**Work to complete**
What lines of the listing include the string "EdgeType"? Show them all.
== == ==
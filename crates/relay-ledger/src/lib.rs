//! Relay Ledger - token metering with pre-flight reservation and
//! post-flight reconciliation.
//!
//! The three-phase machine per request is **reserve → execute → settle**:
//!
//! - *Reserve* holds an upper-bound token estimate against the balance
//!   (or no-ops for BYOK traffic, which is logged but never charged).
//! - *Execute* is opaque to the ledger; it happens in a provider adapter.
//! - *Settle* converts the hold into a committed [`UsageEvent`] at actual
//!   token counts. Overage is deducted (a single call may finish slightly
//!   below zero; the next reservation sees the truth), shortfall is
//!   returned by construction - holds are never deducted up front, so
//!   releasing one restores availability exactly.
//!
//! Per-user operations serialize through a sharded lock map. Settlement is
//! idempotent on the reservation id; settling an expired reservation is
//! rejected, which is what makes the charge at-most-once.
//!
//! [`UsageEvent`]: relay_storage::UsageEvent

#![deny(unsafe_code)]
#![warn(missing_docs)]
#![deny(clippy::all)]
#![warn(unreachable_pub)]

pub mod analytics;
pub mod error;
pub mod ledger;
pub mod sweeper;

pub use analytics::{ProviderUsage, UsageAnalytics};
pub use error::{LedgerError, LedgerResult};
pub use ledger::{
    BalanceSummary, LedgerSettings, PlanOutcome, ReserveOutcome, SettleInput, Settlement,
    TokenLedger,
};
pub use sweeper::spawn_sweeper;
//! Error types for calibration operations

use thiserror::Error;

/// Errors that can occur during calibration
#[derive(Error, Debug, Clone, PartialEq)]
pub enum CalibrationError {
    /// An input collection that must not be empty was empty
    #[error("{0} must not be empty")]
    EmptyInput(&'static str),

    /// An argument is outside its valid range
    #[error("invalid {field}: {reason}")]
    InvalidArgument {
        /// Name of the offending argument
        field: &'static str,
        /// What is wrong with it
        reason: String,
    },
}

impl CalibrationError {
    pub(crate) fn invalid(field: &'static str, reason: impl Into<String>) -> Self {
        CalibrationError::InvalidArgument {
            field,
            reason: reason.into(),
        }
    }
}

/// Result type for calibration operations
pub type CalibrationResult<T> = Result<T, CalibrationError>;

/// Check that a probability-like argument is a number in [0, 1]
pub(crate) fn check_probability(field: &'static str, value: f64) -> CalibrationResult<()> {
    if value.is_nan() || !(0.0..=1.0).contains(&value) {
        return Err(CalibrationError::invalid(field, format!("must be in [0, 1], got {}", value)));
    }
    Ok(())
}
//! Load command implementation.

use crate::cli::LoadArgs;
use crate::config::Config;
use crate::error::{CliError, Result};
use crate::output::Formatter;
use credence_domain::{
    AbsentReason, Claim, ClaimGraph, ClaimId, ClaimStatus, ConfidenceValue, EdgeType, EvidenceEdge,
};
use credence_store::SqliteStore;
use serde::Deserialize;
use std::time::{SystemTime, UNIX_EPOCH};

/// Execute the load command.
pub fn execute_load(args: LoadArgs, config: &Config, formatter: &Formatter) -> Result<()> {
    let graph: GraphDefinition = super::read_json(&args.input.file)?;
    if graph.claims.is_empty() && graph.edges.is_empty() {
        return Err(CliError::InvalidInput("No claims or edges provided".to_string()));
    }

    let mut store = super::open_store(config)?;
    let (claims, edges) = load_graph(&mut store, graph, &args.namespace)?;

    println!("{}", formatter.bulk_result("Loaded", claims, "claim"));
    println!("{}", formatter.bulk_result("Loaded", edges, "edge"));

    Ok(())
}

/// Claims and edges to load.
#[derive(Debug, Deserialize)]
struct GraphDefinition {
    #[serde(default)]
    claims: Vec<ClaimDefinition>,
    #[serde(default)]
    edges: Vec<EdgeDefinition>,
}

/// Simplified claim definition for JSON input.
#[derive(Debug, Deserialize)]
struct ClaimDefinition {
    id: String,
    proposition: String,
    #[serde(default)]
    namespace: Option<String>,
    #[serde(default)]
    status: Option<ClaimStatus>,
    #[serde(default)]
    confidence: Option<ConfidenceValue>,
}

/// Simplified edge definition for JSON input.
#[derive(Debug, Deserialize)]
struct EdgeDefinition {
    from: String,
    to: String,
    #[serde(rename = "type")]
    edge_type: EdgeType,
    #[serde(default = "default_strength")]
    strength: f64,
}

impl ClaimDefinition {
    fn to_claim(self, default_namespace: &str, created_at: u64) -> Result<Claim> {
        let confidence = self
            .confidence
            .unwrap_or_else(|| ConfidenceValue::absent(AbsentReason::Uncalibrated));
        confidence
            .validate()
            .map_err(|e| CliError::InvalidInput(format!("Claim '{}': {}", self.id, e)))?;

        let claim = Claim::new(
            ClaimId::from(self.id),
            self.namespace.unwrap_or_else(|| default_namespace.to_string()),
            self.proposition,
            confidence,
            created_at,
        );
        Ok(match self.status {
            Some(status) => claim.with_status(status),
            None => claim,
        })
    }
}

impl EdgeDefinition {
    fn to_edge(self, created_at: u64) -> Result<EvidenceEdge> {
        if !(0.0..=1.0).contains(&self.strength) {
            return Err(CliError::InvalidInput(format!(
                "Edge {} -> {}: strength must be between 0.0 and 1.0",
                self.from, self.to
            )));
        }
        Ok(EvidenceEdge::new(
            ClaimId::from(self.from),
            ClaimId::from(self.to),
            self.edge_type,
            self.strength,
            created_at,
        ))
    }
}

/// Upsert every claim and edge; returns how many of each were written.
fn load_graph(store: &mut SqliteStore, graph: GraphDefinition, namespace: &str) -> Result<(usize, usize)> {
    let created_at = now_millis();

    let claims = graph
        .claims
        .into_iter()
        .map(|def| def.to_claim(namespace, created_at))
        .collect::<Result<Vec<_>>>()?;
    let edges = graph
        .edges
        .into_iter()
        .map(|def| def.to_edge(created_at))
        .collect::<Result<Vec<_>>>()?;

    let counts = (claims.len(), edges.len());
    store.upsert_claims(claims)?;
    store.upsert_edges(edges)?;
    Ok(counts)
}

fn now_millis() -> u64 {
    SystemTime::now()
        .duration_since(UNIX_EPOCH)
        .map(|d| d.as_millis() as u64)
        .unwrap_or(0)
}

fn default_strength() -> f64 {
    1.0
}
== == ==
**Worked solution**
    AbsentReason, Claim, ClaimGraph, ClaimId, ClaimStatus, ConfidenceValue, EdgeType, EvidenceEdge,
    edge_type: EdgeType,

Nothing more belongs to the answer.